Can you judge a book by its cover? Well, yeah, obviously. That's why the paperback romance novels all look essentially the same, the damsel with the ripped bodice leaning up against the hunk with the no-bodice. That's why the science fiction books all have that certain shade of dark blue somewhere on the cover. That's why the mystery novels all have that certain candy-apple red shaded with darker tones somewhere on the cover. And so on.
I found this book at a library book sale a few years ago and picked it up because of the title and the great cover. I liked how a rooster in front of the sun dominated the cover while a dun cow barely peeked out behind him.
And I wondered what this book could possibly be about: life in Iowa? Election politics? An expose of big farming in Iowa?
Kidding. I'm reviewing this book now because I found it at the library, again, this time in the row of paperback books the librarian told me are "honor-system" checkouts. You have to check these books out like other books, and they have an electronic tag in them so you can't sneak them out without checking them out, but when you try to renew them, the librarians wave their hands and say, "Psh. Just bring it back when you're done with it."
I'm mentioning that because on the bottom of the book someone has written with Sharpie, "SF." Most of the books in that section say "M" (for mystery, I guess), or "T" (for thriller).
So I checked it out, because I knew I would never find the copy of the book I'd bought years ago anywhere in my own library collection at home. I thought I would just skim through it to remind myself of the plot and enjoy the antics of the rooster Chauntecleer, his would-be nemesis Cockatrice, the Dog Mundo Cani, and the other animals.
But I couldn't just skim. I had to read, really read, and I got into the book even more deeply than I did the first time I'd read it. It's like an extended fable, it's like "Animal Farm," it's like "Watership Down," and it's like none of those. It left me with an almost religious feeling of wonder and awe.
How could a so-called "sci-fi" book written in 1978 affect me so much? I looked it up on Wikipedia, and got just the facts, the bare facts. Wikipedia says the book is "loosely based upon the beast fable of Chanticleer and the Fox adapted from the story of "The Nun's Priest's Tale" from Geoffrey Chaucer's Canterbury Tales."

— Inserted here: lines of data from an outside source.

use clap::{Parser, Subcommand};
use reqwest::header::{HeaderMap, HeaderValue, AUTHORIZATION};
use serde_json::Value;

#[derive(Parser)]
#[command(name = "route-cli")]
#[command(about = "Inspect the route table of a running hitwalker-router", long_about = None)]
struct Cli {
    #[arg(short, long, default_value = "http://localhost:8000")]
    url: String,

    #[arg(short, long, default_value = "CHANGE_ME_IN_PRODUCTION")]
    key: String,

    #[command(subcommand)]
    command: Commands,
}

#[derive(Subcommand)]
enum Commands {
    /// Check server status
    Status,
    /// List the route table in match order
    Routes,
    /// Show which route a path dispatches to
    Resolve {
        /// Request path, e.g. /match_gene/
        path: String,
    },
    /// Build the URL for a named route
    Reverse {
        name: String,
        /// Parameters as key=value
        params: Vec<String>,
    },
}

#[tokio::main]
async fn main() -> Result<(), Box<dyn std::error::Error>> {
    let cli = Cli::parse();
    let client = reqwest::Client::new();

    let mut headers = HeaderMap::new();
    headers.insert(
        AUTHORIZATION,
        HeaderValue::from_str(&format!("Bearer {}", cli.key))?,
    );

    let request = match cli.command {
        Commands::Status => client.get(format!("{}/admin/status", cli.url)),
        Commands::Routes => client.get(format!("{}/admin/routes", cli.url)),
        Commands::Resolve { path } => client
            .get(format!("{}/admin/resolve", cli.url))
            .query(&[("path", path)]),
        Commands::Reverse { name, params } => {
            let pairs = params
                .iter()
                .map(|p| parse_pair(p))
                .collect::<Result<Vec<_>, _>>()?;
            client
                .get(format!("{}/admin/reverse/{}", cli.url, name))
                .query(&pairs)
        }
    };

    let res = request.headers(headers).send().await?;
    print_response(res).await
}

fn parse_pair(raw: &str) -> Result<(String, String), String> {
    raw.split_once('=')
        .map(|(k, v)| (k.to_string(), v.to_string()))
        .ok_or_else(|| format!("expected key=value, got '{}'", raw))
}

async fn print_response(res: reqwest::Response) -> Result<(), Box<dyn std::error::Error>> {
    let status = res.status();
    if !status.is_success() {
        eprintln!("Error: admin API returned status {}", status);
        if let Ok(text) = res.text().await {
            eprintln!("Response: {}", text);
        }
        return Ok(());
    }

    let json: Value = res.json().await?;
    println!("{}", serde_json::to_string_pretty(&json)?);
    Ok(())
}
//! Path pattern compilation.
//!
//! # Responsibilities
//! - Compile a Django-style regex with full-match anchoring
//! - Extract named and positional captures from a path
//! - Derive a reverse template for URL generation
//!
//! # Design Decisions
//! - The source is wrapped as `\A(?:...)\z`, so `^`/`$` in the source are
//!   harmless and a pattern never matches a substring of the path
//! - Named groups win: when a pattern has any named group, unnamed groups
//!   are not reported as positional arguments
//! - A pattern is reversible only if every regex construct lives inside a
//!   named group; anything else is reported, not guessed

use std::collections::HashMap;

use regex::Regex;

use crate::routing::error::RoutingError;

/// A compiled route pattern.
#[derive(Debug, Clone)]
pub struct RoutePattern {
    source: String,
    regex: Regex,
    template: Result<Vec<Segment>, String>,
}

/// Captures extracted from a successful match.
#[derive(Debug, Clone, Default, PartialEq, Eq)]
pub struct PathCaptures {
    /// Named groups that participated in the match, in group order.
    pub named: Vec<(String, String)>,
    /// Unnamed groups, only populated when the pattern has no named groups.
    pub positional: Vec<String>,
}

#[derive(Debug, Clone)]
enum Segment {
    Literal(String),
    Slot { name: String, check: Regex, source: String },
}

impl RoutePattern {
    /// Compile a pattern source.
    pub fn new(source: impl Into<String>) -> Result<Self, regex::Error> {
        let source = source.into();
        let regex = Regex::new(&format!(r"\A(?:{})\z", source))?;
        let template = parse_template(&source);

        Ok(Self {
            source,
            regex,
            template,
        })
    }

    /// The pattern as written.
    pub fn source(&self) -> &str {
        &self.source
    }

    /// Returns true if the whole path matches.
    pub fn is_match(&self, path: &str) -> bool {
        self.regex.is_match(path)
    }

    /// Names of the named capture groups, in declaration order.
    pub fn group_names(&self) -> impl Iterator<Item = &str> {
        self.regex.capture_names().flatten()
    }

    /// Whether `reverse` can produce a URL for this pattern.
    pub fn is_reversible(&self) -> bool {
        self.template.is_ok()
    }

    /// Match the path and extract captures.
    pub fn captures(&self, path: &str) -> Option<PathCaptures> {
        let caps = self.regex.captures(path)?;
        let mut result = PathCaptures::default();

        for name in self.group_names() {
            if let Some(m) = caps.name(name) {
                result.named.push((name.to_string(), m.as_str().to_string()));
            }
        }

        if self.group_names().next().is_none() {
            // Group 0 is the whole match.
            result.positional = caps
                .iter()
                .skip(1)
                .flatten()
                .map(|m| m.as_str().to_string())
                .collect();
        }

        Some(result)
    }

    /// Build the path for this pattern from named values.
    ///
    /// `route` is only used to label errors.
    pub fn reverse(
        &self,
        route: &str,
        kwargs: &HashMap<String, String>,
    ) -> Result<String, RoutingError> {
        let segments = self
            .template
            .as_ref()
            .map_err(|reason| RoutingError::NotReversible {
                route: route.to_string(),
                reason: reason.clone(),
            })?;

        for key in kwargs.keys() {
            let known = segments
                .iter()
                .any(|s| matches!(s, Segment::Slot { name, .. } if name == key));
            if !known {
                return Err(RoutingError::UnexpectedParam {
                    route: route.to_string(),
                    param: key.clone(),
                });
            }
        }

        let mut path = String::new();
        for segment in segments {
            match segment {
                Segment::Literal(text) => path.push_str(text),
                Segment::Slot { name, check, source } => {
                    let value = kwargs.get(name).ok_or_else(|| RoutingError::MissingParam {
                        route: route.to_string(),
                        param: name.clone(),
                    })?;
                    if !check.is_match(value) {
                        return Err(RoutingError::InvalidParam {
                            route: route.to_string(),
                            param: name.clone(),
                            value: value.clone(),
                            pattern: source.clone(),
                        });
                    }
                    path.push_str(value);
                }
            }
        }

        Ok(path)
    }
}

/// Split a pattern source into literal text and named slots.
fn parse_template(source: &str) -> Result<Vec<Segment>, String> {
    let mut chars: Vec<char> = source.chars().collect();
    if chars.first() == Some(&'^') {
        chars.remove(0);
    }
    if chars.last() == Some(&'$') && !is_escaped(&chars, chars.len() - 1) {
        chars.pop();
    }

    let mut segments = Vec::new();
    let mut literal = String::new();
    let mut i = 0;

    while i < chars.len() {
        match chars[i] {
            '\\' => {
                let next = chars
                    .get(i + 1)
                    .copied()
                    .ok_or_else(|| "trailing backslash".to_string())?;
                if next.is_ascii_alphanumeric() {
                    return Err(format!("escape '\\{}' outside a named group", next));
                }
                literal.push(next);
                i += 2;
            }
            '(' => {
                let (name, body_start) = group_name(&chars, i)
                    .ok_or_else(|| "unnamed group".to_string())?;
                let close = closing_paren(&chars, i)
                    .ok_or_else(|| "unbalanced parentheses".to_string())?;
                let body: String = chars[body_start..close].iter().collect();
                let check = Regex::new(&format!(r"\A(?:{})\z", body))
                    .map_err(|e| format!("group '{}': {}", name, e))?;

                if !literal.is_empty() {
                    segments.push(Segment::Literal(std::mem::take(&mut literal)));
                }
                segments.push(Segment::Slot {
                    name,
                    check,
                    source: body,
                });
                i = close + 1;
            }
            c @ ('.' | '*' | '+' | '?' | '[' | ']' | '{' | '}' | '|' | ')' | '^' | '$') => {
                return Err(format!("'{}' outside a named group", c));
            }
            c => {
                literal.push(c);
                i += 1;
            }
        }
    }

    if !literal.is_empty() {
        segments.push(Segment::Literal(literal));
    }
    Ok(segments)
}

fn is_escaped(chars: &[char], index: usize) -> bool {
    let backslashes = chars[..index].iter().rev().take_while(|c| **c == '\\').count();
    backslashes % 2 == 1
}

/// Parse `(?P<name>` or `(?<name>` at `open`. Returns the name and body start.
fn group_name(chars: &[char], open: usize) -> Option<(String, usize)> {
    let rest = &chars[open + 1..];
    let prefix_len = if rest.starts_with(&['?', 'P', '<']) {
        3
    } else if rest.starts_with(&['?', '<']) {
        2
    } else {
        return None;
    };

    let name_start = open + 1 + prefix_len;
    let name_len = chars[name_start..].iter().position(|c| *c == '>')?;
    let name: String = chars[name_start..name_start + name_len].iter().collect();
    if name.is_empty() {
        return None;
    }
    Some((name, name_start + name_len + 1))
}

fn closing_paren(chars: &[char], open: usize) -> Option<usize> {
    let mut depth = 0usize;
    let mut in_class = false;
    let mut i = open;

    while i < chars.len() {
        match chars[i] {
            '\\' => i += 1,
            '[' if !in_class => in_class = true,
            ']' if in_class => in_class = false,
            '(' if !in_class => depth += 1,
            ')' if !in_class => {
                depth -= 1;
                if depth == 0 {
                    return Some(i);
                }
            }
            _ => {}
        }
        i += 1;
    }
    None
}
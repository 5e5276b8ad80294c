//! HTTP protocol handling subsystem.
//!
//! # Data Flow
//! ```text
//! TCP connection
//!     → server.rs (Axum setup, middleware)
//!     → request.rs (assign request ID)
//!     → routing::Router::dispatch (match path, select handler)
//!     → handler response, or response.rs (routing error → JSON)
//!     → Send to client
//! ```

pub mod request;
pub mod response;
pub mod server;

pub use request::{RequestIdExt, UuidRequestId, X_REQUEST_ID};
pub use server::{AppState, HttpServer, ServerError};
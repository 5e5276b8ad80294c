//! HitWalker2 URL router.
//!
//! Maps request paths to handlers through an ordered table of regex routes,
//! the way the HitWalker2 network/pathway browser declares its views.

pub mod admin;
pub mod config;
pub mod handlers;
pub mod http;
pub mod lifecycle;
pub mod observability;
pub mod routing;

pub use config::schema::ServerConfig;
pub use handlers::{Handler, HandlerRegistry, HandlerSet};
pub use http::HttpServer;
pub use lifecycle::Shutdown;
pub use routing::{Match, Params, Route, Router, RoutingError};
//! Inclusive date intervals.

use serde::{Deserialize, Serialize};
use std::fmt;

use super::Date;
use crate::error::{RentError, RentResult};

/// An inclusive `[start, end]` date interval.
#[derive(Debug, Clone, Copy, PartialEq, Eq, PartialOrd, Ord, Hash, Serialize, Deserialize)]
pub struct Period {
    /// First day covered.
    pub start: Date,
    /// Last day covered.
    pub end: Date,
}

impl Period {
    /// Creates a period, rejecting an end before the start.
    ///
    /// # Errors
    ///
    /// Returns `RentError::InvalidInput` if `end < start`.
    pub fn new(start: Date, end: Date) -> RentResult<Self> {
        if end < start {
            return Err(RentError::invalid_input(
                "period",
                format!("end {end} is before start {start}"),
            ));
        }
        Ok(Self { start, end })
    }

    /// Number of days in the period, both ends included.
    #[must_use]
    pub fn days(&self) -> i64 {
        self.start.days_between(&self.end) + 1
    }

    /// Returns true if the two intervals share at least one day.
    #[must_use]
    pub fn overlaps(&self, other: &Period) -> bool {
        self.start <= other.end && self.end >= other.start
    }

    /// Returns true if `date` falls inside the period.
    #[must_use]
    pub fn contains(&self, date: Date) -> bool {
        self.start <= date && date <= self.end
    }

    /// Number of days shared with `other` (0 when disjoint).
    #[must_use]
    pub fn overlap_days(&self, other: &Period) -> i64 {
        if !self.overlaps(other) {
            return 0;
        }
        let start = self.start.max(other.start);
        let end = self.end.min(other.end);
        start.days_between(&end) + 1
    }
}

impl fmt::Display for Period {
    fn fmt(&self, f: &mut fmt::Formatter<'_>) -> fmt::Result {
        write!(f, "{}..={}", self.start, self.end)
    }
}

But I think it's so affecting because the would-be hero, Chauntecleer, is not any more of a hero than any of us: he's vain and petty and sometimes mean, but he tries to do what's right. And when he's called upon to lead his people and save them from evil, he succeeds, almost in spite of himself and certainly because of the Dun Cow and the Dog Mundo Cani.

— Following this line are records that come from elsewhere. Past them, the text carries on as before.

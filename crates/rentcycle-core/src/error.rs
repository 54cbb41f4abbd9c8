//! Error types for the Rentcycle library.
//!
//! Every fallible operation in the workspace returns [`RentResult`]. Errors
//! carry enough context for a caller to map them onto a transport response;
//! no operation returns partial output alongside an error.

use thiserror::Error;

/// A specialized Result type for Rentcycle operations.
pub type RentResult<T> = Result<T, RentError>;

/// The main error type for Rentcycle operations.
#[derive(Error, Debug, Clone, PartialEq, Eq)]
pub enum RentError {
    /// A date could not be constructed or parsed.
    #[error("Invalid date: {message}")]
    InvalidDate {
        /// Description of the date error.
        message: String,
    },

    /// An input value violates the domain rules.
    #[error("Invalid input for '{field}': {reason}")]
    InvalidInput {
        /// Name of the offending field.
        field: String,
        /// Why the value was rejected.
        reason: String,
    },

    /// A referenced entity is missing from the supplied snapshot.
    #[error("{entity} not found: {id}")]
    NotFound {
        /// Kind of entity (e.g. "tenant").
        entity: String,
        /// Identifier that failed to resolve.
        id: String,
    },

    /// A forward cycle walk exceeded its iteration cap.
    #[error("Computation aborted after {iterations} iterations: {reason}")]
    RunawayComputation {
        /// Number of iterations performed before aborting.
        iterations: u32,
        /// Description of the inconsistency.
        reason: String,
    },

    /// Configuration could not be loaded or is inconsistent.
    #[error("Configuration error: {reason}")]
    ConfigError {
        /// Description of the configuration error.
        reason: String,
    },
}

impl RentError {
    /// Creates an invalid date error.
    #[must_use]
    pub fn invalid_date(message: impl Into<String>) -> Self {
        Self::InvalidDate {
            message: message.into(),
        }
    }

    /// Creates an invalid input error.
    #[must_use]
    pub fn invalid_input(field: impl Into<String>, reason: impl Into<String>) -> Self {
        Self::InvalidInput {
            field: field.into(),
            reason: reason.into(),
        }
    }

    /// Creates a not found error.
    #[must_use]
    pub fn not_found(entity: impl Into<String>, id: impl Into<String>) -> Self {
        Self::NotFound {
            entity: entity.into(),
            id: id.into(),
        }
    }

    /// Creates a configuration error.
    #[must_use]
    pub fn config(reason: impl Into<String>) -> Self {
        Self::ConfigError {
            reason: reason.into(),
        }
    }

    /// Creates a runaway computation error.
    #[must_use]
    pub fn runaway(iterations: u32, reason: impl Into<String>) -> Self {
        Self::RunawayComputation {
            iterations,
            reason: reason.into(),
        }
    }
}

#[cfg(test)]
mod tests {
    use super::*;

    #[test]
    fn test_error_display() {
        let err = RentError::invalid_date("2024-02-30 is not a valid date");
        assert!(err.to_string().contains("Invalid date"));
    }

    #[test]
    fn test_not_found_display() {
        let err = RentError::not_found("tenant", "T-42");
        assert_eq!(err.to_string(), "tenant not found: T-42");
    }

    #[test]
    fn test_runaway_error() {
        let err = RentError::runaway(100, "check-in date inconsistent with current time");
        assert!(err.to_string().contains("100 iterations"));
        assert!(err.to_string().contains("check-in date"));
    }

    #[test]
    fn test_invalid_input_names_field() {
        let err = RentError::invalid_input("rent_amount", "must not be negative");
        assert!(err.to_string().contains("'rent_amount'"));
    }
}
//! Tenant lookup seam.
//!
//! Operations that resolve a tenant by id go through [`TenantDirectory`].
//! Callers back it with whatever rows they already fetched; [`TenantBook`]
//! is the in-memory implementation.

use serde::{Deserialize, Serialize};
use std::collections::BTreeMap;

use rentcycle_core::types::{PaymentRow, TenantId, TenantSnapshot};
use rentcycle_core::{RentError, RentResult};

/// A tenant snapshot together with its ledger rows.
#[derive(Debug, Clone, PartialEq, Eq, Serialize, Deserialize)]
pub struct TenantLedger {
    /// Occupancy snapshot.
    pub tenant: TenantSnapshot,
    /// Rent, advance and refund rows.
    #[serde(default)]
    pub payments: Vec<PaymentRow>,
}

impl TenantLedger {
    /// Creates a ledger entry.
    #[must_use]
    pub fn new(tenant: TenantSnapshot, payments: Vec<PaymentRow>) -> Self {
        Self { tenant, payments }
    }
}

/// Resolves tenant ids to snapshots and ledgers.
pub trait TenantDirectory {
    /// Returns the snapshot for `id`, if known.
    fn tenant(&self, id: &TenantId) -> Option<&TenantSnapshot>;

    /// Returns the ledger rows for `id`; empty when unknown.
    fn ledger(&self, id: &TenantId) -> &[PaymentRow];

    /// Returns the snapshot and ledger for `id`.
    ///
    /// # Errors
    ///
    /// Returns `RentError::NotFound` if the tenant is unknown.
    fn resolve(&self, id: &TenantId) -> RentResult<(&TenantSnapshot, &[PaymentRow])> {
        let tenant = self
            .tenant(id)
            .ok_or_else(|| RentError::not_found("tenant", id.as_str()))?;
        Ok((tenant, self.ledger(id)))
    }
}

/// In-memory [`TenantDirectory`] ordered by tenant id.
#[derive(Debug, Clone, Default)]
pub struct TenantBook {
    entries: BTreeMap<TenantId, TenantLedger>,
}

impl TenantBook {
    /// Creates an empty book.
    #[must_use]
    pub fn new() -> Self {
        Self::default()
    }

    /// Adds or replaces a tenant, returning the previous entry.
    pub fn insert(&mut self, ledger: TenantLedger) -> Option<TenantLedger> {
        self.entries.insert(ledger.tenant.tenant_id.clone(), ledger)
    }

    /// Number of tenants.
    #[must_use]
    pub fn len(&self) -> usize {
        self.entries.len()
    }

    /// Returns true if the book holds no tenants.
    #[must_use]
    pub fn is_empty(&self) -> bool {
        self.entries.is_empty()
    }

    /// All entries in tenant-id order.
    pub fn ledgers(&self) -> impl Iterator<Item = &TenantLedger> {
        self.entries.values()
    }
}

impl FromIterator<TenantLedger> for TenantBook {
    fn from_iter<I: IntoIterator<Item = TenantLedger>>(iter: I) -> Self {
        let mut book = Self::new();
        for ledger in iter {
            book.insert(ledger);
        }
        book
    }
}

impl TenantDirectory for TenantBook {
    fn tenant(&self, id: &TenantId) -> Option<&TenantSnapshot> {
        self.entries.get(id).map(|entry| &entry.tenant)
    }

    fn ledger(&self, id: &TenantId) -> &[PaymentRow] {
        self.entries
            .get(id)
            .map_or(&[][..], |entry| entry.payments.as_slice())
    }
}
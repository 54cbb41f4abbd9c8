//! Pending rent.
//!
//! Reconciles a tenant's rent ledger against calendar-month buckets and
//! summarises what is owed, what is overdue, the accrued penalty and the
//! suggested collection step.

mod bulk;
mod calculator;
mod recommendation;
mod types;

pub use bulk::PendingFilter;
pub use calculator::PendingRentCalculator;
pub use recommendation::{recommend, EVICTION_OVERDUE_MONTHS};
pub use types::{BillingPeriod, NextDue, PendingRentReport, PeriodStatus, RecommendedAction};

Another interesting thing I learned on Wikipedia is that a musical produced as an off-Broadway show came out of the book, and the author, Walter Wangerin, Jr., wrote a sequel, "The Book of Sorrows," which I'll look for in the library or find online. (I just followed the link to the sequel on Wikipedia and read that it was published by Zondervan, which Wikipedia says "is an international Christian media and publishing company located in Grand Rapids, Michigan." And I found it on Amazon, so I'll order it and let you know what I think.